Exercise directions —
Reproduce exactly the lines that run from the start of the records below to the line with "let content = std::fs::read_to_string(path)", inclusive.

Records from a dataset:
══════════

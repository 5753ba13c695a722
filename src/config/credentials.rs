/// Credential loading and validation
///
/// Credentials come from a local `KEY=VALUE` file, with the process
/// environment filling in keys the file does not set. They are validated
/// once, before anything touches the cluster, and are immutable afterwards.
use anyhow::{Context, Result};
use std::collections::BTreeMap;
use std::fmt;
use std::path::Path;
use tracing::{error, info, warn};

use crate::error::ProvisionError;

/// Variables that must be set before any mutating step runs
pub const REQUIRED_VARS: [&str; 3] = ["TOKEN", "REPO_USER", "OPENAI_API_KEY"];

/// Variable substituted into workload templates
pub const REPO_USER: &str = "REPO_USER";

/// Raw variables gathered from the env file and process environment
#[derive(Debug, Clone, Default)]
pub struct EnvSource {
    values: BTreeMap<String, String>,
}

impl EnvSource {
    /// Build a source from explicit pairs
    #[cfg(test)]
    pub fn from_pairs<I, K, V>(pairs: I) -> Self
    where
        I: IntoIterator<Item = (K, V)>,
        K: Into<String>,
        V: Into<String>,
    {
        Self {
            values: pairs
                .into_iter()
                .map(|(k, v)| (k.into(), v.into()))
                .collect(),
        }
    }

    /// Load the env file (if present), then fall back to the process
    /// environment for any of `keys` the file does not define
    pub fn load(path: &Path, keys: &[&str]) -> Result<Self> {
        let mut source = if path.exists() {
            let content = std::fs::read_to_string(path)
                .with_context(|| format!("Failed to read env file {}", path.display()))?;
            let values = parse_env_file(&content)
                .with_context(|| format!("Failed to parse env file {}", path.display()))?;
            info!("Loaded {} variables from {}", values.len(), path.display());
            Self { values }
        } else {
            warn!(
                "Env file {} not found, using the process environment",
                path.display()
            );
            Self::default()
        };

        for key in keys {
            if !source.values.contains_key(*key) {
                if let Ok(value) = std::env::var(key) {
                    source.values.insert(key.to_string(), value);
                }
            }
        }

        Ok(source)
    }

    /// Get a variable's value
    pub fn get(&self, key: &str) -> Option<&str> {
        self.values.get(key).map(String::as_str)
    }
}

/// Parse `KEY=VALUE` lines
///
/// Accepts an optional `export ` prefix, `#` comments, blank lines and
/// single- or double-quoted values.
pub fn parse_env_file(content: &str) -> Result<BTreeMap<String, String>> {
    let mut values = BTreeMap::new();

    for (index, raw) in content.lines().enumerate() {
        let line = raw.trim();
        if line.is_empty() || line.starts_with('#') {
            continue;
        }
        let line = line.strip_prefix("export ").unwrap_or(line).trim_start();

        let (key, value) = line
            .split_once('=')
            .with_context(|| format!("line {}: expected KEY=VALUE", index + 1))?;
        let key = key.trim();
        if key.is_empty() || key.contains(char::is_whitespace) {
            anyhow::bail!("line {}: invalid variable name '{}'", index + 1, key);
        }

        values.insert(key.to_string(), unquote(value.trim()).to_string());
    }

    Ok(values)
}

fn unquote(value: &str) -> &str {
    for quote in ['"', '\''] {
        if let Some(rest) = value.strip_prefix(quote) {
            // Anything after the closing quote is a comment
            if let Some(end) = rest.find(quote) {
                return &rest[..end];
            }
        }
    }
    match value.find(" #") {
        Some(pos) => value[..pos].trim_end(),
        None => value,
    }
}

/// Presence check for a single variable
#[derive(Debug, Clone, PartialEq, Eq)]
pub struct VariableCheck {
    pub name: String,
    pub present: bool,
}

/// Result of checking every required variable
#[derive(Debug, Clone, Default)]
pub struct ValidationReport {
    pub checks: Vec<VariableCheck>,
}

impl ValidationReport {
    /// Names of every missing or empty variable, in check order
    pub fn missing(&self) -> Vec<String> {
        self.checks
            .iter()
            .filter(|c| !c.present)
            .map(|c| c.name.clone())
            .collect()
    }

    pub fn is_ok(&self) -> bool {
        self.checks.iter().all(|c| c.present)
    }
}

/// Check each required variable, logging one line per variable
///
/// Every variable is checked even after a failure so the operator sees the
/// complete list in one run.
pub fn validate(source: &EnvSource, required: &[&str]) -> ValidationReport {
    let checks = required
        .iter()
        .map(|name| {
            let present = source.get(name).is_some_and(|v| !v.trim().is_empty());
            if present {
                info!("✓ {} is set", name);
            } else {
                error!("✗ {} is not set", name);
            }
            VariableCheck {
                name: name.to_string(),
                present,
            }
        })
        .collect();

    ValidationReport { checks }
}

/// Validated, immutable credential set
#[derive(Clone)]
pub struct Credentials {
    values: BTreeMap<String, String>,
}

impl Credentials {
    /// Validate the source and keep only the required variables
    pub fn from_source(source: &EnvSource, required: &[&str]) -> Result<Self> {
        let report = validate(source, required);
        if !report.is_ok() {
            return Err(ProvisionError::MissingCredentials(report.missing()).into());
        }

        let values = required
            .iter()
            .filter_map(|name| source.get(name).map(|v| (name.to_string(), v.to_string())))
            .collect();

        Ok(Self { values })
    }

    /// Look up a credential by variable name
    pub fn get(&self, name: &str) -> Option<&str> {
        self.values.get(name).map(String::as_str)
    }

    /// Identity substituted into workload templates
    pub fn repo_user(&self) -> &str {
        self.get(REPO_USER).unwrap_or_default()
    }

    /// Variables available to template substitution
    pub fn template_vars(&self) -> BTreeMap<&str, &str> {
        BTreeMap::from([(REPO_USER, self.repo_user())])
    }
}

impl fmt::Debug for Credentials {
    fn fmt(&self, f: &mut fmt::Formatter<'_>) -> fmt::Result {
        f.debug_map()
            .entries(self.values.keys().map(|k| (k, "<redacted>")))
            .finish()
    }
}

#[cfg(test)]
mod tests {
    use super::*;
    use std::io::Write;

    fn full_source() -> EnvSource {
        EnvSource::from_pairs([
            ("TOKEN", "ghp_example"),
            ("REPO_USER", "octocat"),
            ("OPENAI_API_KEY", "sk-example"),
        ])
    }

    #[test]
    fn test_parse_env_file() {
        let content = r#"
# credentials for the demo
export TOKEN="ghp_quoted"
REPO_USER=octocat # inline comment
OPENAI_API_KEY='sk-single'
EMPTY=
QUOTED_NOTE="abc" # rotated monthly
SINGLE_NOTE='a # b' # hash inside quotes
"#;
        let values = parse_env_file(content).unwrap();

        assert_eq!(values["TOKEN"], "ghp_quoted");
        assert_eq!(values["REPO_USER"], "octocat");
        assert_eq!(values["OPENAI_API_KEY"], "sk-single");
        assert_eq!(values["EMPTY"], "");
        assert_eq!(values["QUOTED_NOTE"], "abc");
        assert_eq!(values["SINGLE_NOTE"], "a # b");
    }

    #[test]
    fn test_parse_env_file_rejects_garbage() {
        let err = parse_env_file("TOKEN=ok\nnot a pair\n").unwrap_err();
        assert!(err.to_string().contains("line 2"));
    }

    #[test]
    fn test_load_prefers_file_over_process_env() {
        let mut file = tempfile::NamedTempFile::new().unwrap();
        writeln!(file, "AGENTBED_TEST_FILE_VAR=from-file").unwrap();

        std::env::set_var("AGENTBED_TEST_FILE_VAR", "from-env");
        std::env::set_var("AGENTBED_TEST_ENV_ONLY", "env-only");

        let source = EnvSource::load(
            file.path(),
            &["AGENTBED_TEST_FILE_VAR", "AGENTBED_TEST_ENV_ONLY"],
        )
        .unwrap();

        assert_eq!(source.get("AGENTBED_TEST_FILE_VAR"), Some("from-file"));
        assert_eq!(source.get("AGENTBED_TEST_ENV_ONLY"), Some("env-only"));
    }

    #[test]
    fn test_load_missing_file_is_not_fatal() {
        let dir = tempfile::tempdir().unwrap();
        let source = EnvSource::load(&dir.path().join(".env"), &[]).unwrap();
        assert_eq!(source.get("TOKEN"), None);
    }

    #[test]
    fn test_validate_reports_every_missing_variable() {
        // Every non-empty subset of unset variables is reported in full
        for mask in 1u8..8 {
            let pairs: Vec<(&str, &str)> = REQUIRED_VARS
                .iter()
                .enumerate()
                .filter(|(i, _)| mask & (1 << i) == 0)
                .map(|(_, name)| (*name, "value"))
                .collect();
            let expected: Vec<String> = REQUIRED_VARS
                .iter()
                .enumerate()
                .filter(|(i, _)| mask & (1 << i) != 0)
                .map(|(_, name)| name.to_string())
                .collect();

            let report = validate(&EnvSource::from_pairs(pairs), &REQUIRED_VARS);

            assert!(!report.is_ok());
            assert_eq!(report.missing(), expected);
            assert_eq!(report.checks.len(), 3);
        }
    }

    #[test]
    fn test_empty_value_counts_as_missing() {
        let source = EnvSource::from_pairs([
            ("TOKEN", "ghp_example"),
            ("REPO_USER", "octocat"),
            ("OPENAI_API_KEY", ""),
        ]);

        let report = validate(&source, &REQUIRED_VARS);

        assert_eq!(
            report.checks,
            vec![
                VariableCheck {
                    name: "TOKEN".to_string(),
                    present: true
                },
                VariableCheck {
                    name: "REPO_USER".to_string(),
                    present: true
                },
                VariableCheck {
                    name: "OPENAI_API_KEY".to_string(),
                    present: false
                },
            ]
        );

        let err = Credentials::from_source(&source, &REQUIRED_VARS).unwrap_err();
        match err.downcast_ref::<ProvisionError>() {
            Some(ProvisionError::MissingCredentials(names)) => {
                assert_eq!(names, &vec!["OPENAI_API_KEY".to_string()])
            }
            other => panic!("unexpected error: {:?}", other),
        }
    }

    #[test]
    fn test_credentials_are_redacted_in_debug() {
        let credentials = Credentials::from_source(&full_source(), &REQUIRED_VARS).unwrap();

        assert_eq!(credentials.repo_user(), "octocat");
        assert_eq!(credentials.get("TOKEN"), Some("ghp_example"));
        let debug = format!("{:?}", credentials);
        assert!(debug.contains("<redacted>"));
        assert!(!debug.contains("ghp_example"));
    }
}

══════════

Answer to the exercise —
repository 5753ba13c695a722
filename src/config/credentials.rs
/// Credential loading and validation
///
/// Credentials come from a local `KEY=VALUE` file, with the process
/// environment filling in keys the file does not set. They are validated
/// once, before anything touches the cluster, and are immutable afterwards.
use anyhow::{Context, Result};
use std::collections::BTreeMap;
use std::fmt;
use std::path::Path;
use tracing::{error, info, warn};

use crate::error::ProvisionError;

/// Variables that must be set before any mutating step runs
pub const REQUIRED_VARS: [&str; 3] = ["TOKEN", "REPO_USER", "OPENAI_API_KEY"];

/// Variable substituted into workload templates
pub const REPO_USER: &str = "REPO_USER";

/// Raw variables gathered from the env file and process environment
#[derive(Debug, Clone, Default)]
pub struct EnvSource {
    values: BTreeMap<String, String>,
}

impl EnvSource {
    /// Build a source from explicit pairs
    #[cfg(test)]
    pub fn from_pairs<I, K, V>(pairs: I) -> Self
    where
        I: IntoIterator<Item = (K, V)>,
        K: Into<String>,
        V: Into<String>,
    {
        Self {
            values: pairs
                .into_iter()
                .map(|(k, v)| (k.into(), v.into()))
                .collect(),
        }
    }

    /// Load the env file (if present), then fall back to the process
    /// environment for any of `keys` the file does not define
    pub fn load(path: &Path, keys: &[&str]) -> Result<Self> {
        let mut source = if path.exists() {
            let content = std::fs::read_to_string(path)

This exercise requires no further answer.